Available records:
◇ ◇ ◇ ◇ ◇ ◇ ◇
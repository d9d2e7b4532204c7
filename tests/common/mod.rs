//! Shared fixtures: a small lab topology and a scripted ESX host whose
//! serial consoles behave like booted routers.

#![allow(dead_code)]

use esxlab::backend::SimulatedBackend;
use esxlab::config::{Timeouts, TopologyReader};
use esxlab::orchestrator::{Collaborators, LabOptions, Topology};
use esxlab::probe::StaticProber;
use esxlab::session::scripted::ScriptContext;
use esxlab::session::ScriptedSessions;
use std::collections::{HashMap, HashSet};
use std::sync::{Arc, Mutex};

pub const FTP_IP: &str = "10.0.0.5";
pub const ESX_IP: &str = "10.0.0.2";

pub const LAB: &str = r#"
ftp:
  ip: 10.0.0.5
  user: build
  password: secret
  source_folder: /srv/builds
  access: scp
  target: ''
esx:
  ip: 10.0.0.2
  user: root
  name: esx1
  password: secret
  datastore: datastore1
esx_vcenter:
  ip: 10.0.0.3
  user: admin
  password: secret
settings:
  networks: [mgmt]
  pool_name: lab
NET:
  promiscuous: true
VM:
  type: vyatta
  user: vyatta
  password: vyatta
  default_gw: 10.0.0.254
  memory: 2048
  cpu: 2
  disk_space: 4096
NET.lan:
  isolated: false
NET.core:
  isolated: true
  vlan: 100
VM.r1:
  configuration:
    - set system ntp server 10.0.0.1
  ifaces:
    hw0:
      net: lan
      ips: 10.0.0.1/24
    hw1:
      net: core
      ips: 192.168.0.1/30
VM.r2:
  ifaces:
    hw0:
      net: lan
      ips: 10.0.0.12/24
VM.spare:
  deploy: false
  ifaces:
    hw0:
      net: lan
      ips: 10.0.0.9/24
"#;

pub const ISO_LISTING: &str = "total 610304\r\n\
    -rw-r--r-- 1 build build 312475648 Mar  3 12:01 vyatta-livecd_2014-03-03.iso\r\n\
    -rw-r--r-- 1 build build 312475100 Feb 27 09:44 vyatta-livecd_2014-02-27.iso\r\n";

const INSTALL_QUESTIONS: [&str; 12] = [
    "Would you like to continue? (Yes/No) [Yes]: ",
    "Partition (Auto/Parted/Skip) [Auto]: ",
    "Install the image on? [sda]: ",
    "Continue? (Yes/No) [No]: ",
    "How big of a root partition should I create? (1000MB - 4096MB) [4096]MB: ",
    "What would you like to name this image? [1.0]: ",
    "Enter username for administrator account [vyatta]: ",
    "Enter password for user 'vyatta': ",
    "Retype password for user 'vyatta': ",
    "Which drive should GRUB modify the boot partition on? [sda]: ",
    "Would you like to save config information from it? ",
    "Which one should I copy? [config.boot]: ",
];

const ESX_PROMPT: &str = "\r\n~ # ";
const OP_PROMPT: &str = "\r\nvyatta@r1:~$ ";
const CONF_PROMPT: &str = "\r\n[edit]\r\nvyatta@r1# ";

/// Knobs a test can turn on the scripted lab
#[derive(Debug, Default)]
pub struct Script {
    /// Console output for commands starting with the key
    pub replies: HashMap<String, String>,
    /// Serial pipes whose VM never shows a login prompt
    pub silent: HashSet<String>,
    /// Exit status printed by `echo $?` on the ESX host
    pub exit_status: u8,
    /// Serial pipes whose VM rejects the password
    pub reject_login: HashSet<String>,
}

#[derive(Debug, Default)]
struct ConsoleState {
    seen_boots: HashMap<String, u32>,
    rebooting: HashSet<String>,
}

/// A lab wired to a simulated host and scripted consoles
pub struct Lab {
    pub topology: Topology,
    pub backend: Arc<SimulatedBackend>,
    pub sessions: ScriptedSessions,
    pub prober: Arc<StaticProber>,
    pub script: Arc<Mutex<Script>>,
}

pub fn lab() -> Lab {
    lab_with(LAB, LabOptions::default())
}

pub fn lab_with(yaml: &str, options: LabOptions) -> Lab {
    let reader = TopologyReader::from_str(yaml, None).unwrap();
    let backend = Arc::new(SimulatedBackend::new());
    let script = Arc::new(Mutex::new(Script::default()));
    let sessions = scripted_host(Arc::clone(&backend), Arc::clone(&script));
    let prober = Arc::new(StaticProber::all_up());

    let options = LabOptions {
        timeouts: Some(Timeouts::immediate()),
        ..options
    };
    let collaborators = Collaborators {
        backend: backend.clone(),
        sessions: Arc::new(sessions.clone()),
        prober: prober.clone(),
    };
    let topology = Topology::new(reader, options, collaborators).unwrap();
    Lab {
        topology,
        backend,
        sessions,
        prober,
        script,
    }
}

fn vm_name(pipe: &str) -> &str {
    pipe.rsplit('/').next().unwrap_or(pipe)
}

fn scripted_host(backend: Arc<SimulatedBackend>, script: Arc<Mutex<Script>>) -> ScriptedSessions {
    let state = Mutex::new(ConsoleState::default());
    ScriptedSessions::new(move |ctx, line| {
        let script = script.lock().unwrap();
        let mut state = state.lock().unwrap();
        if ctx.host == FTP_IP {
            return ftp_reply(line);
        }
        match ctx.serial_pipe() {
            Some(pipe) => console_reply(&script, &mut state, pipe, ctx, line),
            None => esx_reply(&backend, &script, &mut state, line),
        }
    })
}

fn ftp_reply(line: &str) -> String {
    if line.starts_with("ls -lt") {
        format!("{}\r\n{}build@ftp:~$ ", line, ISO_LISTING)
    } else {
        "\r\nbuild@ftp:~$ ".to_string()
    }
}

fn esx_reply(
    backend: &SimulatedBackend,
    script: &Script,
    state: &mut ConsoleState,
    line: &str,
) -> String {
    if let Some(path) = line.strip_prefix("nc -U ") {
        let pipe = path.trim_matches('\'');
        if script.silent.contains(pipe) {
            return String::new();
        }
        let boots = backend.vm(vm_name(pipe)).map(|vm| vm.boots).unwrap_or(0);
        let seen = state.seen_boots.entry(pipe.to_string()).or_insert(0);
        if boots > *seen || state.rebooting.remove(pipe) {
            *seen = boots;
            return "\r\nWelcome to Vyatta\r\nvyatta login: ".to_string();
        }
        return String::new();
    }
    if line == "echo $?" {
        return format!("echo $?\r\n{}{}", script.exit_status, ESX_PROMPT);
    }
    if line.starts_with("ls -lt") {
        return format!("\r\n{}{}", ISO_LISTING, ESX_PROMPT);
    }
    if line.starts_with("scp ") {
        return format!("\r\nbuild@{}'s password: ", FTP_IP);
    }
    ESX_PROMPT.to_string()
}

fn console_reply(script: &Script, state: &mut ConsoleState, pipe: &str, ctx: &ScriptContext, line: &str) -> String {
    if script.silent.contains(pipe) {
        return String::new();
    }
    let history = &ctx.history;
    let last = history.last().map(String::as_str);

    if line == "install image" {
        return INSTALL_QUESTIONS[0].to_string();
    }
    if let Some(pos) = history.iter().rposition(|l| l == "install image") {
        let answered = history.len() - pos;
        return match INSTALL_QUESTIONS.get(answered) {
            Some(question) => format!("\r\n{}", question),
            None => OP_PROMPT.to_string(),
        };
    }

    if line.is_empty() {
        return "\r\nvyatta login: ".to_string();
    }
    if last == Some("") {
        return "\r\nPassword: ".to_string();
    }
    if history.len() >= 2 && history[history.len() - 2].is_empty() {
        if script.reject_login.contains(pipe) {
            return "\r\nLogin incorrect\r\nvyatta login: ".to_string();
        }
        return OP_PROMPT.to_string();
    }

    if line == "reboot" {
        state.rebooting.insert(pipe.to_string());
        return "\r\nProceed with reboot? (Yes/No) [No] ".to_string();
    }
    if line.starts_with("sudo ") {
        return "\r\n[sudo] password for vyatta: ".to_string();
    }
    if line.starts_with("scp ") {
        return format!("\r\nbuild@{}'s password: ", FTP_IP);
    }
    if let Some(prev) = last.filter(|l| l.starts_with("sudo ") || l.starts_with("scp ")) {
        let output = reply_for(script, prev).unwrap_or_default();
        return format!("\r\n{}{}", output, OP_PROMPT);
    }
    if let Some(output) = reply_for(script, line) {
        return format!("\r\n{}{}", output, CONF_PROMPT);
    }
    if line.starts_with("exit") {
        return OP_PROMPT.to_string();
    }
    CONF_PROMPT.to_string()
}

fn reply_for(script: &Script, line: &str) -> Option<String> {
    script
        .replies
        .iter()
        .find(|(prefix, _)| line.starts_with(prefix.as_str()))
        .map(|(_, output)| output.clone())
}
◇ ◇ ◇ ◇ ◇ ◇ ◇
What you are asked to do: Nothing should be returned except the lines from the first line of the data above through the line with "use esxlab::session::ScriptedSessions;", each one exact.

Written answer:
repository d9d2e7b4532204c7
filename tests/common/mod.rs
//! Shared fixtures: a small lab topology and a scripted ESX host whose
//! serial consoles behave like booted routers.

#![allow(dead_code)]

use esxlab::backend::SimulatedBackend;
use esxlab::config::{Timeouts, TopologyReader};
use esxlab::orchestrator::{Collaborators, LabOptions, Topology};
use esxlab::probe::StaticProber;
use esxlab::session::scripted::ScriptContext;
use esxlab::session::ScriptedSessions;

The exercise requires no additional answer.